Одна главнейших тому причин – властная элита. Долгое время во главе России была аристократия. Затем партийная номенклатура КПСС, которая по партийному признаку была близка власти и друг другу – это была советская аристократия.

Монархическая и партийная аристократия служила ведь не только носителю и держателю власти, но и поневоле стране, народу, причем, служила не только в Москве, даже не столько в столице, но и повсюду, и это было не зазорно. Это было нормально, поскольку власть, как и армия, была равноправна для всех своих членов, во всех своих частях. Поэтому престижно и почетно было служить – отправлять власть – в любом месте. Важно, что была всегда награда в конце жизни, и соответствующий уровень жизни при жизни.

Сейчас пока не будут заложены основы новой властной элиты, класса власти – ничего не выйдет. Со всеми необходимыми признаками класса власти.

А еще этот странный герб города Пскова – рычащий, бьющий себя от злости хвостом, барс, и с неба, из сгущенных в кучу облаков, указующая перстом на барса твердая рука. Твердость, воля, устремленность и готовность к бою – вот изначальный образ Пскова. Гербовый барс – это честолюбие и храбрость, этот город никогда не брали приступом враги, а рука с неба – это отметина Бога.

Я не увиделся с отцом Иоанном, он болен, отвечает лишь на записки, передаваемые через келейницу. Я получил ответ, который знал сам. Я не узнал ничего нового о себе. Он рассматривает некую данность в границах мира под названием – христианин, а точнее верующий, православный, русский.

Отец Иоанн все обстоятельства, которые ему указывают, принимает за некую данность/данности, и эти данности он кладет в основание каждого нового объяснения, каждой новой теории, которую являет собой каждый новый человек, который предстает пред его очами.
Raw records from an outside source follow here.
//! Count-query derivation
//!
//! Turns a result query into a query that counts the rows the result query
//! would return before windowing. Roots, joins (recursively), group-by,
//! having, distinct and the restriction are copied; ordering is dropped and
//! fetches are dropped unless explicitly requested.

use std::collections::HashSet;

use thiserror::Error;

use super::criteria::{CriteriaQuery, Fetch, Join, Root, Selection, TypeKey};

/// The result type of a query has no matching root, so it cannot be counted
///
/// This is a programming error (typically a projection query), distinct from
/// any runtime data-access failure.
#[derive(Debug, Clone, PartialEq, Eq, Error)]
#[error("no root of type {result_type} in query with roots [{roots}]")]
pub struct CountRootNotFound {
    /// Declared result type
    pub result_type: &'static str,
    /// Entity types of the query's roots
    pub roots: String,
}

/// Derive the count query for `query`, without fetches
pub fn derive_count_query<R>(
    query: &CriteriaQuery<R>,
) -> Result<CriteriaQuery<i64>, CountRootNotFound> {
    derive_count_query_with(query, false)
}

/// Derive the count query for `query`
///
/// With `copy_fetches`, fetch associations are copied with the same recursive
/// strategy as joins. Counting normally must not fetch.
pub fn derive_count_query_with<R>(
    query: &CriteriaQuery<R>,
    copy_fetches: bool,
) -> Result<CriteriaQuery<i64>, CountRootNotFound> {
    let mut aliases = AliasGenerator::seeded(query);

    let roots: Vec<Root> = query
        .roots
        .iter()
        .map(|root| Root {
            entity: root.entity,
            alias: Some(aliases.keep_or_generate(root.alias.as_deref())),
            joins: copy_joins(&root.joins, &mut aliases, copy_fetches),
            fetches: if copy_fetches {
                copy_fetches_of(&root.fetches)
            } else {
                Vec::new()
            },
        })
        .collect();

    let root = find_root(&roots, query.result_type).ok_or_else(|| CountRootNotFound {
        result_type: query.result_type.name(),
        roots: roots
            .iter()
            .map(|r| r.entity.name())
            .collect::<Vec<_>>()
            .join(", "),
    })?;

    let mut count = CriteriaQuery::<i64>::new();
    count.roots = roots;
    count.group_by = query.group_by.clone();
    count.distinct = query.distinct;
    count.having = query.having.clone();
    count.restriction = query.restriction.clone();
    count.selection = Selection::Count {
        root,
        distinct: query.distinct,
    };
    Ok(count)
}

/// First root whose entity type equals `result_type`
fn find_root(roots: &[Root], result_type: TypeKey) -> Option<usize> {
    roots
        .iter()
        .position(|root| root.entity.id() == result_type.id())
}

fn copy_joins(joins: &[Join], aliases: &mut AliasGenerator, copy_fetches: bool) -> Vec<Join> {
    joins
        .iter()
        .map(|join| Join {
            attribute: join.attribute.clone(),
            join_type: join.join_type,
            alias: Some(aliases.keep_or_generate(join.alias.as_deref())),
            joins: copy_joins(&join.joins, aliases, copy_fetches),
            fetches: if copy_fetches {
                copy_fetches_of(&join.fetches)
            } else {
                Vec::new()
            },
        })
        .collect()
}

fn copy_fetches_of(fetches: &[Fetch]) -> Vec<Fetch> {
    fetches
        .iter()
        .map(|fetch| Fetch {
            attribute: fetch.attribute.clone(),
            join_type: fetch.join_type,
            fetches: copy_fetches_of(&fetch.fetches),
        })
        .collect()
}

/// Hands out aliases that collide with nothing in the source query
struct AliasGenerator {
    taken: HashSet<String>,
    next: usize,
}

impl AliasGenerator {
    fn seeded<R>(query: &CriteriaQuery<R>) -> Self {
        fn collect(joins: &[Join], taken: &mut HashSet<String>) {
            for join in joins {
                if let Some(alias) = &join.alias {
                    taken.insert(alias.clone());
                }
                collect(&join.joins, taken);
            }
        }

        let mut taken = HashSet::new();
        for root in &query.roots {
            if let Some(alias) = &root.alias {
                taken.insert(alias.clone());
            }
            collect(&root.joins, &mut taken);
        }
        Self { taken, next: 0 }
    }

    fn keep_or_generate(&mut self, existing: Option<&str>) -> String {
        if let Some(alias) = existing {
            return alias.to_string();
        }
        loop {
            let candidate = format!("generated_alias_{}", self.next);
            self.next += 1;
            if self.taken.insert(candidate.clone()) {
                return candidate;
            }
        }
    }
}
В этом его сильная сторона: каждый человек – новая теория, каждый человек – это огромный и новый мир, неповторимый и необычный; при том что всякий новый мир построен из одних и тех же кирпичей, которые отцу Иоанну (Крестьянкину) известны наперечет. Ничего нового он мне не открыл, жаль, ничего, все его слова (из записанных его келейницей) – я их знал. Его объяснения и умозаключения точны и верны, но они не дают ответа, как решить. У него есть один ясный ответ – как не решить. Это я и сам, увы, знаю.

Право, не знаю, как и быть. Я не хочу терять их всех. И я не понимаю, почему одна религия дает ответ и решение, а остальные нет, почему, мусульманство более естественно, нежели православие, которое сильно идеологизировано, и в своем духовном плане сильно напоминает социализм в его экономическом и политическом плане.
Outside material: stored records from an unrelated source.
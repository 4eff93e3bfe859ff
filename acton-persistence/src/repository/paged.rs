//! Paged queries with relative navigation
//!
//! A [`PagedQuery`] owns a result query, its count query (derived once, at
//! construction) and the current [`Page`]. Navigation only moves the page;
//! the query definitions never change.
//!
//! # Example
//!
//! ```rust
//! use acton_persistence::repository::Page;
//!
//! let page = Page::of(2, 10);
//! assert_eq!(page.offset(), 20);
//! assert_eq!(page.next(), Page::of(3, 10));
//! assert_eq!(Page::of(0, 10).previous(), Page::of(0, 10));
//! ```

use futures::stream::{BoxStream, StreamExt, TryStreamExt};
use serde::{Deserialize, Serialize};

use super::error::RepositoryError;
use super::traits::RepositoryResult;
use crate::entity::Entity;
use crate::query::{derive_count_query, CriteriaQuery};
use crate::session::{Session, Window};

/// Zero-based page number and page size
///
/// The size is always at least one; deserializing a zero size fails.
#[derive(Debug, Clone, Copy, PartialEq, Eq, Hash, Serialize, Deserialize)]
#[serde(try_from = "PageParts")]
pub struct Page {
    number: u64,
    size: u64,
}

#[derive(Deserialize)]
struct PageParts {
    number: u64,
    size: u64,
}

/// A page description with a zero size
#[derive(Debug, Clone, Copy, PartialEq, Eq, thiserror::Error)]
#[error("page size must be at least 1 (page {number})")]
pub struct InvalidPageSize {
    pub number: u64,
}

impl TryFrom<PageParts> for Page {
    type Error = InvalidPageSize;

    fn try_from(parts: PageParts) -> Result<Self, Self::Error> {
        Self::try_new(parts.number, parts.size)
    }
}

impl Page {
    /// Page `number` of `size` results, rejecting a zero size
    pub fn try_new(number: u64, size: u64) -> Result<Self, InvalidPageSize> {
        if size == 0 {
            return Err(InvalidPageSize { number });
        }
        Ok(Self { number, size })
    }

    /// Page `number` of `size` results; a zero size is raised to one
    pub fn of(number: u64, size: u64) -> Self {
        Self {
            number,
            size: size.max(1),
        }
    }

    /// First page of `size` results
    pub fn first(size: u64) -> Self {
        Self::of(0, size)
    }

    /// Zero-based page number
    pub fn number(&self) -> u64 {
        self.number
    }

    /// Number of results per page, never zero
    pub fn size(&self) -> u64 {
        self.size
    }

    /// Number of results before this page
    pub fn offset(&self) -> u64 {
        self.number.saturating_mul(self.size)
    }

    /// The offset/limit window of this page
    pub fn window(&self) -> Window {
        Window::new(self.offset(), self.size)
    }

    /// The following page
    #[must_use]
    pub fn next(&self) -> Self {
        Self::of(self.number.saturating_add(1), self.size)
    }

    /// The preceding page, staying on the first page
    #[must_use]
    pub fn previous(&self) -> Self {
        Self::of(self.number.saturating_sub(1), self.size)
    }
}

/// One executed page
///
/// `count` is the number of rows matching the query ignoring the window.
/// `entities` is lazy and single-pass; it borrows the session and must be
/// drained or dropped before the session is released.
pub struct PageResult<'s, E> {
    /// Total matching rows
    pub count: u64,
    /// Entities of this page
    pub entities: BoxStream<'s, RepositoryResult<E>>,
    /// The page that was executed
    pub page: Page,
}

impl<E> PageResult<'_, E> {
    /// Number of pages needed for `count` rows
    pub fn total_pages(&self) -> u64 {
        self.count.div_ceil(self.page.size)
    }

    /// Drain the entity stream
    pub async fn into_vec(self) -> RepositoryResult<Vec<E>> {
        self.entities.try_collect().await
    }
}

impl<E> std::fmt::Debug for PageResult<'_, E> {
    fn fmt(&self, f: &mut std::fmt::Formatter<'_>) -> std::fmt::Result {
        f.debug_struct("PageResult")
            .field("count", &self.count)
            .field("page", &self.page)
            .finish_non_exhaustive()
    }
}

/// Result query plus derived count query, positioned on a page
pub struct PagedQuery<'s, E, S> {
    session: &'s S,
    entity_name: String,
    criteria: CriteriaQuery<E>,
    count_criteria: CriteriaQuery<i64>,
    page: Page,
}

impl<'s, E, S> PagedQuery<'s, E, S>
where
    E: Entity,
    S: Session,
{
    /// Capture `criteria` and derive its count query
    ///
    /// Fails with a query-shape error when no root of `criteria` matches its
    /// result type.
    pub fn new(
        session: &'s S,
        entity_name: impl Into<String>,
        criteria: CriteriaQuery<E>,
        page: Page,
    ) -> RepositoryResult<Self> {
        let entity_name = entity_name.into();
        let count_criteria = derive_count_query(&criteria).map_err(|err| {
            RepositoryError::query_shape(err.to_string())
                .with_entity(entity_name.clone())
                .with_page(page)
                .with_source(err)
        })?;
        Ok(Self {
            session,
            entity_name,
            criteria,
            count_criteria,
            page,
        })
    }

    /// Execute the count query and open the current page
    pub async fn page_result(&self) -> RepositoryResult<PageResult<'s, E>> {
        let page = self.page;
        let count = self.session.count(&self.count_criteria).await.map_err(|err| {
            RepositoryError::page_query(page, self.entity_name.clone()).with_source(err)
        })?;

        tracing::debug!(
            entity = %self.entity_name,
            page = page.number,
            size = page.size,
            total = count,
            "executing page query"
        );

        let entity_name = self.entity_name.clone();
        let entities = self
            .session
            .stream(self.criteria.clone(), page.window())
            .map_err(move |err| RepositoryError::page_query(page, entity_name.clone()).with_source(err))
            .boxed();

        Ok(PageResult {
            count: u64::try_from(count).unwrap_or_default(),
            entities,
            page,
        })
    }

    /// Move to the next page
    pub fn next(&mut self) -> &mut Self {
        self.page = self.page.next();
        self
    }

    /// Move to the previous page; no-op on the first page
    pub fn previous(&mut self) -> &mut Self {
        self.page = self.page.previous();
        self
    }

    /// Move to an explicit page
    pub fn go_to(&mut self, page: Page) -> &mut Self {
        self.page = page;
        self
    }

    /// The current page
    pub fn page(&self) -> Page {
        self.page
    }

    /// The result query
    pub fn criteria(&self) -> &CriteriaQuery<E> {
        &self.criteria
    }

    /// The derived count query
    pub fn count_criteria(&self) -> &CriteriaQuery<i64> {
        &self.count_criteria
    }
}

#[cfg(test)]
mod tests {
    use super::*;

    #[test]
    fn test_page_invariants() {
        assert_eq!(Page::of(4, 0).size(), 1);
        assert_eq!(Page::of(4, 10).offset(), 40);
        assert_eq!(Page::of(4, 10).window(), Window::new(40, 10));
        assert_eq!(Page::first(25), Page::of(0, 25));
    }

    #[test]
    fn test_next_previous_round_trip() {
        let page = Page::of(5, 10);
        assert_eq!(page.next().previous(), page);
        assert_eq!(Page::first(10).previous(), Page::first(10));
        assert_eq!(Page::first(10).previous().previous().number(), 0);
    }

    #[test]
    fn test_page_serde() {
        let json = serde_json::to_string(&Page::of(2, 50)).expect("serializable");
        assert_eq!(json, r#"{"number":2,"size":50}"#);
        let page: Page = serde_json::from_str(&json).expect("deserializable");
        assert_eq!(page, Page::of(2, 50));
    }

    #[test]
    fn test_zero_size_is_rejected() {
        let err = serde_json::from_str::<Page>(r#"{"number":3,"size":0}"#).err().expect("zero size");
        assert!(err.to_string().contains("page size must be at least 1"));
        assert_eq!(Page::try_new(3, 0), Err(InvalidPageSize { number: 3 }));
        assert_eq!(Page::try_new(3, 4).map(|page| page.size()), Ok(4));
    }
}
Жизнь богаче и значительнее православия. И жизнь должна мне дать ответ, который окажется выше ответа по канонам православия. Жизнь богаче и значительнее и мудрее, потому как она вне канонов, она выше канонов. Руководствуясь жизнью, я найду ответ. И не только на эти вопросы.

Я не ухожу от Бога, я ухожу от православия, я ухожу не от православия, я ухожу от канонов и от идеологии религиозной. Я перестаю жить канонами религии. Я начинаю вновь жить естественными законами жизни. Я возвращаюсь к своим предкам. Я найду решение в жизни. Моя жизнь – это медведь в лесу, а не медведь в салоне.
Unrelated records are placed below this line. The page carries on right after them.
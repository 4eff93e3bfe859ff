//! Entities shared by unit tests

use chrono::{DateTime, Utc};

use crate::entity::{
    HasAuditFields, HasBusinessId, HasIdentity, HasVersion, Mapped, Persistent, Row, Traceable,
};
use crate::query::Value;
#[cfg(feature = "memory")]
use crate::{memory::MemorySession, session::Session};

/// GUID-keyed entity with an `orders` association
#[derive(Debug, Clone)]
pub struct User {
    pub persistent: Persistent<String>,
    pub traceable: Traceable,
    pub email: String,
    pub name: String,
    pub rank: i64,
    pub orders: Vec<Order>,
}

impl User {
    pub fn new(email: &str, name: &str, rank: i64) -> Self {
        Self {
            persistent: Persistent::with_random_guid(),
            traceable: Traceable::default(),
            email: email.to_string(),
            name: name.to_string(),
            rank,
            orders: Vec::new(),
        }
    }

    pub fn with_orders(mut self, totals: &[i64]) -> Self {
        self.orders = totals.iter().map(|total| Order::new(*total)).collect();
        self
    }
}

impl HasIdentity for User {
    type Id = String;

    fn id(&self) -> Option<&String> {
        self.persistent.id()
    }

    fn set_id(&mut self, id: String) {
        self.persistent.set_id(id);
    }
}

impl HasVersion for User {
    fn version(&self) -> Option<i32> {
        self.persistent.version()
    }

    fn set_version(&mut self, version: i32) {
        self.persistent.set_version(version);
    }

    fn is_persisted(&self) -> bool {
        self.persistent.is_persisted()
    }

    fn set_persisted(&mut self, persisted: bool) {
        self.persistent.set_persisted(persisted);
    }
}

impl HasAuditFields for User {
    fn creation_user(&self) -> Option<&str> {
        self.traceable.creation_user()
    }

    fn set_creation_user(&mut self, user: Option<String>) {
        self.traceable.set_creation_user(user);
    }

    fn creation_date(&self) -> Option<DateTime<Utc>> {
        self.traceable.creation_date()
    }

    fn set_creation_date(&mut self, date: DateTime<Utc>) {
        self.traceable.set_creation_date(date);
    }

    fn modification_user(&self) -> Option<&str> {
        self.traceable.modification_user()
    }

    fn set_modification_user(&mut self, user: Option<String>) {
        self.traceable.set_modification_user(user);
    }

    fn modification_date(&self) -> Option<DateTime<Utc>> {
        self.traceable.modification_date()
    }

    fn set_modification_date(&mut self, date: DateTime<Utc>) {
        self.traceable.set_modification_date(date);
    }

    fn is_manual_traceability(&self) -> bool {
        self.traceable.is_manual_traceability()
    }
}

impl Mapped for User {
    fn to_row(&self) -> Row {
        Row::new()
            .with("email", self.email.as_str())
            .with("name", self.name.as_str())
            .with("rank", self.rank)
            .with("creation_user", self.traceable.creation_user.clone())
            .with("modification_date", self.traceable.modification_date)
            .with_association("orders", self.orders.iter().map(Order::to_row).collect())
    }

    fn assign(&mut self, attribute: &str, value: &Value) -> bool {
        match (attribute, value) {
            ("email", Value::Text(email)) => self.email = email.clone(),
            ("name", Value::Text(name)) => self.name = name.clone(),
            ("rank", Value::Integer(rank)) => self.rank = *rank,
            _ => return false,
        }
        true
    }
}

/// Entity with engine-generated numeric keys and a business id
#[derive(Debug, Clone)]
pub struct Order {
    pub persistent: Persistent<i64>,
    pub bid: Option<i64>,
    pub total: i64,
}

impl Order {
    pub fn new(total: i64) -> Self {
        Self {
            persistent: Persistent::new(),
            bid: None,
            total,
        }
    }
}

impl HasIdentity for Order {
    type Id = i64;

    const ID_ATTRIBUTE: &'static str = "id";

    fn id(&self) -> Option<&i64> {
        self.persistent.id()
    }

    fn set_id(&mut self, id: i64) {
        self.persistent.set_id(id);
    }

    fn next_id(sequence: u64) -> Option<i64> {
        i64::try_from(sequence).ok()
    }
}

impl HasVersion for Order {
    fn version(&self) -> Option<i32> {
        self.persistent.version()
    }

    fn set_version(&mut self, version: i32) {
        self.persistent.set_version(version);
    }

    fn is_persisted(&self) -> bool {
        self.persistent.is_persisted()
    }

    fn set_persisted(&mut self, persisted: bool) {
        self.persistent.set_persisted(persisted);
    }
}

impl Mapped for Order {
    fn to_row(&self) -> Row {
        Row::new().with("bid", self.bid).with("total", self.total)
    }

    fn assign(&mut self, attribute: &str, value: &Value) -> bool {
        match (attribute, value.as_i64()) {
            ("bid", Some(bid)) => self.set_bid(bid),
            ("total", Some(total)) => self.total = total,
            _ => return false,
        }
        true
    }
}

impl HasBusinessId for Order {
    fn bid(&self) -> Option<i64> {
        self.bid
    }

    fn set_bid(&mut self, bid: i64) {
        self.bid = Some(bid);
    }
}

/// Type that is never stored; used as a foreign query root
pub struct Address;

/// Persist `count` users with ranks `0..count`
#[cfg(feature = "memory")]
pub async fn seed_users(session: &MemorySession, count: i64) {
    for rank in 0..count {
        let mut user = User::new(
            &format!("user{}@example.com", rank),
            &format!("User {}", rank),
            rank,
        );
        session.persist(&mut user).await.expect("seed user");
    }
}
Спасибо отцу Иоанну (Крестьянкину) за одно. Жена моя останется живой в следующих в моей жизни родах. Но кто будет эта жена? Да, у нее имя моей нынешней жены. Но это и имя моей суженой.

Псково-Печерский монастырь на меня не произвел никакого впечатления, суховат, занят своей жизнью, не очень-то открыт для людей, хотя, наверное, монастырь устал от людей. Мне не понравилось, что храмы все закрыты, что открытые храмы малы. Русских лиц практически не было видно – чернявые все, какие-то внешне плюгавенькие, хотя и цельные. И была блаженная, с удивительно чистым, привлекательным лицом, глубокими и ясными глазами.

Не православие определяет цельность человека, а человек определяет свою цельность, он выбирает приемы и законы и условия, которые позволят оставаться и быть цельным.

Конечно, для ясного понимания ситуации нужно пожить в монастыре, поработать, поговорить, помолиться, посмотреть на них.

И это нужно сделать, поскольку, не ясно до конца, что нужно и, как делать для прославления и вхождения церкви в жизнь, да и нужно ли – вот вопрос.

Может быть все же общее впечатление – что побывал в заповеднике, в который возврата нет. В заповеднике времени. Красиво, нежно, родным отдает, тянет к себе, но возврат к нему, точнее в него, невозможен.

Я не уверен, а распространят ли свое влияние заповедники времени на современность. Станут ли заповедники настоящим знанием.

Видимо, нет. Там нет главного, нет формулы успеха.

Православие ничего общего не имеет с успехом, с развитием. Изначальная формула православие, даже просто перевод с греческого, ортодоксальная церковь, отпугивает, делая развитие человека невозможным. В учении, в проповедях, в том, что мы слышим и видим, нет ничего, что можно было бы взять на вооружение в повседневном бизнесе, в повседневных делах и заботах, говорится только и исключительно о страданиях в настоящей жизни: вся земная жизнь – это исключительно страдание, а вознаграждение – суть загробная жизнь. Но это и есть коммунизм, а главное, что – это советский социализм, из которого мы все выросли.

Я выбираю не православие. Я больше не выбираю православие.

Но ведь я же выбираю православие.

Кстати, в своих ответах и своей позицией отец Иоанн подтвердил, что в православии человек значительно на втором месте. Я не прав, запретив в свое время жене рожать, я был не прав в своем испуге за ее жизнь. Я должен был отправить ее на смерть, что вовсе не означало бы, что она умерла.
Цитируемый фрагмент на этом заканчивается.